- [TASK STATEMENT]:
An exact reprint of all the records is the expected answer.

- [MATERIAL SHOWN]:
● ● ● ● ● ● ●

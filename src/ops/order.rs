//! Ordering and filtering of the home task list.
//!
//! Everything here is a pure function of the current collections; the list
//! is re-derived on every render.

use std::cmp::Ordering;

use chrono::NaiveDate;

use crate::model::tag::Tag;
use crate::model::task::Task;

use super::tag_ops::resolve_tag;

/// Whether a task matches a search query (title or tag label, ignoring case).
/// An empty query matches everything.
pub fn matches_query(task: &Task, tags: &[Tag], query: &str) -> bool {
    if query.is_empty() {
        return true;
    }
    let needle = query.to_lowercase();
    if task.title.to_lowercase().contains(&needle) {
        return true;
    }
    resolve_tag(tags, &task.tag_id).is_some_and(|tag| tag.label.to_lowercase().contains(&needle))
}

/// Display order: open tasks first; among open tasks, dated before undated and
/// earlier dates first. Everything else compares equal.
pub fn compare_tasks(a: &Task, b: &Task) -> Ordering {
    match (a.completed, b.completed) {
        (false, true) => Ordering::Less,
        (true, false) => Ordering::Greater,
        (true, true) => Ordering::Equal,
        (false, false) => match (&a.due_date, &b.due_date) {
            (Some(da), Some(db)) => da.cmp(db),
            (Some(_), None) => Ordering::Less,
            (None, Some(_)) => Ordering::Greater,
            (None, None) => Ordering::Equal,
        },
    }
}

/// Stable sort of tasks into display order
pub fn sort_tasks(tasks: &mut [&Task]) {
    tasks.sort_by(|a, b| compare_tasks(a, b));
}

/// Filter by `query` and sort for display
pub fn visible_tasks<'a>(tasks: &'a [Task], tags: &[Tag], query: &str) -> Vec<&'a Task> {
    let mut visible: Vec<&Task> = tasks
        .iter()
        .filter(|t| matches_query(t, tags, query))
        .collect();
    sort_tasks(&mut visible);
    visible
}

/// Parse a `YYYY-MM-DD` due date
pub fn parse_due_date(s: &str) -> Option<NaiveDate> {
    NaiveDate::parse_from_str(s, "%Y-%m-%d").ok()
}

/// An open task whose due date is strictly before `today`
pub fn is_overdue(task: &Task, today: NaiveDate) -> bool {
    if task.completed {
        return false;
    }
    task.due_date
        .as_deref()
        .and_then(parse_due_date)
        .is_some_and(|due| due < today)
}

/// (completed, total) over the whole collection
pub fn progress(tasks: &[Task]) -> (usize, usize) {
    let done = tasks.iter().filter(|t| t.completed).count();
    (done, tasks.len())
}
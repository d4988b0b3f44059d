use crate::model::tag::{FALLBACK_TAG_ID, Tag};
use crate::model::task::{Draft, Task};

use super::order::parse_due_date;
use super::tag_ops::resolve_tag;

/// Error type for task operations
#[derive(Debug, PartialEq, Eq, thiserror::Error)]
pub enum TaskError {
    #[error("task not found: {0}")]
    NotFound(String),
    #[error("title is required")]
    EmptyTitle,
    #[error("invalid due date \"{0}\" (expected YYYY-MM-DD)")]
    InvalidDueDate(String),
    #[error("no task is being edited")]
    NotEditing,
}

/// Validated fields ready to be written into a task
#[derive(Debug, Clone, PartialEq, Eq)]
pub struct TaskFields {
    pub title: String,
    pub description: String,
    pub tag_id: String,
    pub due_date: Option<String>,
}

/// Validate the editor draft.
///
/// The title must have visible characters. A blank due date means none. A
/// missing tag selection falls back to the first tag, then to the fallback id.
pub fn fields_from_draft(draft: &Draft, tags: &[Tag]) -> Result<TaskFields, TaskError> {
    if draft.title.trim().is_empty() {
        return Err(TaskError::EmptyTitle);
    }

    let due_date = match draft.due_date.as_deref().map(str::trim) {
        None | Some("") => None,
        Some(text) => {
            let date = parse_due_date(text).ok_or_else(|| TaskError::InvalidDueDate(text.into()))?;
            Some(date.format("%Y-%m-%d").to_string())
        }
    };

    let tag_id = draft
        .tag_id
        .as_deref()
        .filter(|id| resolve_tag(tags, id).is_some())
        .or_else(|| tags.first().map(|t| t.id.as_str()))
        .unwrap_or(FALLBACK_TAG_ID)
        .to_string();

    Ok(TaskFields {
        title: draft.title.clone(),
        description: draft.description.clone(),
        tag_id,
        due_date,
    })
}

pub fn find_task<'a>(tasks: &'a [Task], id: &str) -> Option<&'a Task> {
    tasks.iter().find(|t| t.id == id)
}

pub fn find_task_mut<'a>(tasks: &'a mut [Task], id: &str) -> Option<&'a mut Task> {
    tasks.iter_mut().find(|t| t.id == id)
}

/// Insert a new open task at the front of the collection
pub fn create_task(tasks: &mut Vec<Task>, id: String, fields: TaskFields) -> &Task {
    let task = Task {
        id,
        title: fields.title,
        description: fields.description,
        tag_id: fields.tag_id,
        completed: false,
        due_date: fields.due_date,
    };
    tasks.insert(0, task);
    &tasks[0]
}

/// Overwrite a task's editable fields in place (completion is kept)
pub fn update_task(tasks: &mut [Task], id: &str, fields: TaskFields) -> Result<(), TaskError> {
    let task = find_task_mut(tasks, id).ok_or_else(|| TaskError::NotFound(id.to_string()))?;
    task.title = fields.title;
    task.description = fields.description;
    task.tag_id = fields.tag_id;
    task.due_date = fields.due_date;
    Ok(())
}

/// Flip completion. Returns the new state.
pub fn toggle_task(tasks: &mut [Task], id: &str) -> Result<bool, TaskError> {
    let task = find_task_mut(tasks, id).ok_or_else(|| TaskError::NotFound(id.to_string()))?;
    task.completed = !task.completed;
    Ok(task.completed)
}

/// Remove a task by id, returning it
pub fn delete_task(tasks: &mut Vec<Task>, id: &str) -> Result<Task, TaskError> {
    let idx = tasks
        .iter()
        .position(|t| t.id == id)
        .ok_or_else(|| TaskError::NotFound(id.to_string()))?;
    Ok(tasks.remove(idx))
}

● ● ● ● ● ● ●

- [YOUR RESPONSE]:
filename src/ops/order.rs
//! Ordering and filtering of the home task list.
//!
//! Everything here is a pure function of the current collections; the list
//! is re-derived on every render.

use std::cmp::Ordering;

use chrono::NaiveDate;

use crate::model::tag::Tag;
use crate::model::task::Task;

use super::tag_ops::resolve_tag;

/// Whether a task matches a search query (title or tag label, ignoring case).
/// An empty query matches everything.
pub fn matches_query(task: &Task, tags: &[Tag], query: &str) -> bool {
    if query.is_empty() {
        return true;
    }
    let needle = query.to_lowercase();
    if task.title.to_lowercase().contains(&needle) {
        return true;
    }
    resolve_tag(tags, &task.tag_id).is_some_and(|tag| tag.label.to_lowercase().contains(&needle))
}

/// Display order: open tasks first; among open tasks, dated before undated and
/// earlier dates first. Everything else compares equal.
pub fn compare_tasks(a: &Task, b: &Task) -> Ordering {
    match (a.completed, b.completed) {
        (false, true) => Ordering::Less,
        (true, false) => Ordering::Greater,
        (true, true) => Ordering::Equal,
        (false, false) => match (&a.due_date, &b.due_date) {
            (Some(da), Some(db)) => da.cmp(db),
            (Some(_), None) => Ordering::Less,
            (None, Some(_)) => Ordering::Greater,
            (None, None) => Ordering::Equal,
        },
    }
}

/// Stable sort of tasks into display order
pub fn sort_tasks(tasks: &mut [&Task]) {
    tasks.sort_by(|a, b| compare_tasks(a, b));
}

/// Filter by `query` and sort for display
pub fn visible_tasks<'a>(tasks: &'a [Task], tags: &[Tag], query: &str) -> Vec<&'a Task> {
    let mut visible: Vec<&Task> = tasks
        .iter()
        .filter(|t| matches_query(t, tags, query))
        .collect();
    sort_tasks(&mut visible);
    visible
}

/// Parse a `YYYY-MM-DD` due date
pub fn parse_due_date(s: &str) -> Option<NaiveDate> {
    NaiveDate::parse_from_str(s, "%Y-%m-%d").ok()
}

/// An open task whose due date is strictly before `today`
pub fn is_overdue(task: &Task, today: NaiveDate) -> bool {
    if task.completed {
        return false;
    }
    task.due_date
        .as_deref()
        .and_then(parse_due_date)
        .is_some_and(|due| due < today)
}

/// (completed, total) over the whole collection
pub fn progress(tasks: &[Task]) -> (usize, usize) {
    let done = tasks.iter().filter(|t| t.completed).count();
    (done, tasks.len())
}
repository d4988b0b3f44059d
use crate::model::tag::{FALLBACK_TAG_ID, Tag};
use crate::model::task::{Draft, Task};

use super::order::parse_due_date;
use super::tag_ops::resolve_tag;

/// Error type for task operations
#[derive(Debug, PartialEq, Eq, thiserror::Error)]
pub enum TaskError {
    #[error("task not found: {0}")]
    NotFound(String),
    #[error("title is required")]
    EmptyTitle,
    #[error("invalid due date \"{0}\" (expected YYYY-MM-DD)")]
    InvalidDueDate(String),
    #[error("no task is being edited")]
    NotEditing,
}

/// Validated fields ready to be written into a task
#[derive(Debug, Clone, PartialEq, Eq)]
pub struct TaskFields {
    pub title: String,
    pub description: String,
    pub tag_id: String,
    pub due_date: Option<String>,
}

/// Validate the editor draft.
///
/// The title must have visible characters. A blank due date means none. A
/// missing tag selection falls back to the first tag, then to the fallback id.
pub fn fields_from_draft(draft: &Draft, tags: &[Tag]) -> Result<TaskFields, TaskError> {
    if draft.title.trim().is_empty() {
        return Err(TaskError::EmptyTitle);
    }

    let due_date = match draft.due_date.as_deref().map(str::trim) {
        None | Some("") => None,
        Some(text) => {
            let date = parse_due_date(text).ok_or_else(|| TaskError::InvalidDueDate(text.into()))?;
            Some(date.format("%Y-%m-%d").to_string())
        }
    };

    let tag_id = draft
        .tag_id
        .as_deref()
        .filter(|id| resolve_tag(tags, id).is_some())
        .or_else(|| tags.first().map(|t| t.id.as_str()))
        .unwrap_or(FALLBACK_TAG_ID)
        .to_string();

    Ok(TaskFields {
        title: draft.title.clone(),
        description: draft.description.clone(),
        tag_id,
        due_date,
    })
}

pub fn find_task<'a>(tasks: &'a [Task], id: &str) -> Option<&'a Task> {
    tasks.iter().find(|t| t.id == id)
}

pub fn find_task_mut<'a>(tasks: &'a mut [Task], id: &str) -> Option<&'a mut Task> {
    tasks.iter_mut().find(|t| t.id == id)
}

/// Insert a new open task at the front of the collection
pub fn create_task(tasks: &mut Vec<Task>, id: String, fields: TaskFields) -> &Task {
    let task = Task {
        id,
        title: fields.title,
        description: fields.description,
        tag_id: fields.tag_id,
        completed: false,
        due_date: fields.due_date,
    };
    tasks.insert(0, task);
    &tasks[0]
}

/// Overwrite a task's editable fields in place (completion is kept)
pub fn update_task(tasks: &mut [Task], id: &str, fields: TaskFields) -> Result<(), TaskError> {
    let task = find_task_mut(tasks, id).ok_or_else(|| TaskError::NotFound(id.to_string()))?;
    task.title = fields.title;
    task.description = fields.description;
    task.tag_id = fields.tag_id;
    task.due_date = fields.due_date;
    Ok(())
}

/// Flip completion. Returns the new state.
pub fn toggle_task(tasks: &mut [Task], id: &str) -> Result<bool, TaskError> {
    let task = find_task_mut(tasks, id).ok_or_else(|| TaskError::NotFound(id.to_string()))?;
    task.completed = !task.completed;
    Ok(task.completed)
}

/// Remove a task by id, returning it
pub fn delete_task(tasks: &mut Vec<Task>, id: &str) -> Result<Task, TaskError> {
    let idx = tasks
        .iter()
        .position(|t| t.id == id)
        .ok_or_else(|| TaskError::NotFound(id.to_string()))?;
    Ok(tasks.remove(idx))
}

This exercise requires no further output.